(Assignment): Do any lines in the data below contain "WebSocketConnector"? If so, copy every one of them.

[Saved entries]
//! Reconnecting live position feed.

use std::sync::atomic::{AtomicU64, Ordering};
use std::sync::{Arc, Mutex, MutexGuard, PoisonError};
use std::time::Duration;

use futures::StreamExt;
use tokio::sync::watch;
use tokio::task::JoinHandle;
use tracing::{debug, info, trace, warn};

use crate::domain::VehiclePosition;
use crate::selection::SelectionHandle;

use super::connector::{FeedConnector, FrameStream, WebSocketConnector};
use super::message::parse_positions;

/// Path of the position feed below the websocket base URL.
const FEED_PATH: &str = "/ws/bus-positions";

/// Delay between a connection closing and the next attempt.
pub const DEFAULT_RECONNECT_DELAY: Duration = Duration::from_millis(3000);

/// Configuration for the position feed.
#[derive(Debug, Clone)]
pub struct FeedConfig {
    /// Full websocket URL of the feed
    pub url: String,
    /// Fixed wait before reconnecting
    pub reconnect_delay: Duration,
}

impl FeedConfig {
    /// Feed at `{ws_base}/ws/bus-positions` with the default reconnect delay.
    pub fn new(ws_base: &str) -> Self {
        Self {
            url: format!("{}{}", ws_base.trim_end_matches('/'), FEED_PATH),
            reconnect_delay: DEFAULT_RECONNECT_DELAY,
        }
    }

    /// Set the reconnect delay.
    pub fn with_reconnect_delay(mut self, delay: Duration) -> Self {
        self.reconnect_delay = delay;
        self
    }
}

/// Lifecycle of the feed connection.
#[derive(Debug, Clone, Copy, PartialEq, Eq)]
pub enum ConnectionState {
    /// Opening a connection.
    Connecting,
    /// Connected and receiving frames.
    Open,
    /// Connection lost; one reconnect is scheduled.
    ClosedPendingRetry,
    /// Not running: never connected, or disconnected on request.
    Stopped,
}

/// Shared snapshot of the latest vehicle positions.
pub type Positions = Arc<[VehiclePosition]>;

/// State shared between the client handle and its connection task.
struct Shared {
    config: FeedConfig,
    connector: Arc<dyn FeedConnector>,
    positions: watch::Sender<Positions>,
    state: watch::Sender<ConnectionState>,
    attempts: AtomicU64,
}

/// The running connection task and the means to stop it.
struct FeedTask {
    shutdown: watch::Sender<bool>,
    handle: JoinHandle<()>,
}

/// How a connection ended.
enum Closed {
    Remote,
    Shutdown,
}

/// Client for the live vehicle position feed.
///
/// After [`connect`](Self::connect) the client keeps one connection open in
/// a background task, replacing its position set with every message it
/// receives. When the connection drops it waits a fixed delay and connects
/// again, forever, until [`disconnect`](Self::disconnect).
///
/// The connection loop is a single task that is either connected or asleep
/// in one retry delay, so there is never more than one reconnect pending.
pub struct FeedClient {
    shared: Arc<Shared>,
    task: Mutex<Option<FeedTask>>,
}

impl FeedClient {
    /// Create a websocket feed client. Nothing connects until `connect`.
    pub fn new(config: FeedConfig) -> Self {
        Self::with_connector(config, WebSocketConnector)
    }

    /// Create a feed client over a custom transport.
    pub fn with_connector(config: FeedConfig, connector: impl FeedConnector) -> Self {
        let (positions, _) = watch::channel(Positions::from(Vec::new()));
        let (state, _) = watch::channel(ConnectionState::Stopped);

        Self {
            shared: Arc::new(Shared {
                config,
                connector: Arc::new(connector),
                positions,
                state,
                attempts: AtomicU64::new(0),
            }),
            task: Mutex::new(None),
        }
    }

    /// Start the connection loop. Does nothing if it is already running.
    ///
    /// Must be called from within a tokio runtime.
    pub fn connect(&self) {
        let mut task = self.lock_task();

        if let Some(running) = task.as_ref()
            && !running.handle.is_finished()
        {
            debug!("position feed already running");
            return;
        }

        let (shutdown, shutdown_rx) = watch::channel(false);
        let handle = tokio::spawn(run(Arc::clone(&self.shared), shutdown_rx));
        *task = Some(FeedTask { shutdown, handle });
    }

    /// Close the connection and cancel any pending reconnect.
    ///
    /// Waits for the connection task to finish. Positions received so far
    /// remain readable.
    pub async fn disconnect(&self) {
        let task = self.lock_task().take();

        if let Some(task) = task {
            let _ = task.shutdown.send(true);
            if let Err(e) = task.handle.await
                && e.is_panic()
            {
                warn!("position feed task panicked: {e}");
            }
        }

        self.shared.state.send_replace(ConnectionState::Stopped);
    }

    /// The latest position set.
    pub fn positions(&self) -> Positions {
        self.shared.positions.borrow().clone()
    }

    /// The latest positions on routes in `selection`.
    ///
    /// The stored set is not modified.
    pub fn visible_positions(&self, selection: &SelectionHandle) -> Vec<VehiclePosition> {
        let positions = self.positions();
        selection
            .filter_positions(&positions)
            .into_iter()
            .cloned()
            .collect()
    }

    /// Receiver notified every time a new position set arrives.
    pub fn subscribe(&self) -> watch::Receiver<Positions> {
        self.shared.positions.subscribe()
    }

    /// Current connection state.
    pub fn state(&self) -> ConnectionState {
        *self.shared.state.borrow()
    }

    /// Receiver notified on every connection state change.
    pub fn subscribe_state(&self) -> watch::Receiver<ConnectionState> {
        self.shared.state.subscribe()
    }

    /// Number of connection attempts made so far.
    pub fn connection_attempts(&self) -> u64 {
        self.shared.attempts.load(Ordering::Relaxed)
    }

    /// The feed URL.
    pub fn url(&self) -> &str {
        &self.shared.config.url
    }

    fn lock_task(&self) -> MutexGuard<'_, Option<FeedTask>> {
        self.task.lock().unwrap_or_else(PoisonError::into_inner)
    }
}

impl Drop for FeedClient {
    fn drop(&mut self) {
        let task = self
            .task
            .get_mut()
            .unwrap_or_else(PoisonError::into_inner)
            .take();
        if let Some(task) = task {
            task.handle.abort();
        }
    }
}

/// Connection loop: connect, pump frames until closed, wait, repeat.
async fn run(shared: Arc<Shared>, mut shutdown: watch::Receiver<bool>) {
    info!(url = %shared.config.url, "starting position feed");

    loop {
        shared.state.send_replace(ConnectionState::Connecting);
        let attempt = shared.attempts.fetch_add(1, Ordering::Relaxed) + 1;
        debug!(attempt, "connecting to position feed");

        let connected = tokio::select! {
            biased;
            _ = shutdown.changed() => break,
            result = shared.connector.connect(&shared.config.url) => result,
        };

        match connected {
            Ok(frames) => {
                shared.state.send_replace(ConnectionState::Open);
                info!(attempt, "position feed connected");

                match shared.pump(frames, &mut shutdown).await {
                    Closed::Shutdown => break,
                    Closed::Remote => info!("position feed disconnected"),
                }
            }
            Err(e) => warn!(attempt, "position feed connection error: {e}"),
        }

        shared.state.send_replace(ConnectionState::ClosedPendingRetry);
        debug!(
            delay_ms = shared.config.reconnect_delay.as_millis() as u64,
            "scheduling position feed reconnect"
        );

        tokio::select! {
            biased;
            _ = shutdown.changed() => break,
            _ = tokio::time::sleep(shared.config.reconnect_delay) => {}
        }
    }

    shared.state.send_replace(ConnectionState::Stopped);
    info!("position feed stopped");
}

impl Shared {
    /// Apply frames until the connection ends or shutdown is requested.
    async fn pump(&self, mut frames: FrameStream, shutdown: &mut watch::Receiver<bool>) -> Closed {
        loop {
            let frame = tokio::select! {
                biased;
                _ = shutdown.changed() => return Closed::Shutdown,
                frame = frames.next() => frame,
            };

            match frame {
                Some(Ok(text)) => self.apply(&text),
                Some(Err(e)) => {
                    warn!("position feed error: {e}");
                    return Closed::Remote;
                }
                None => return Closed::Remote,
            }
        }
    }

    /// Replace the position set with the contents of one message.
    fn apply(&self, text: &str) {
        match parse_positions(text) {
            Ok(positions) => {
                trace!(count = positions.len(), "position update");
                self.positions.send_replace(positions.into());
            }
            Err(e) => warn!("dropping position feed message: {e}"),
        }
    }
}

(Result below):
use super::connector::{FeedConnector, FrameStream, WebSocketConnector};
        Self::with_connector(config, WebSocketConnector)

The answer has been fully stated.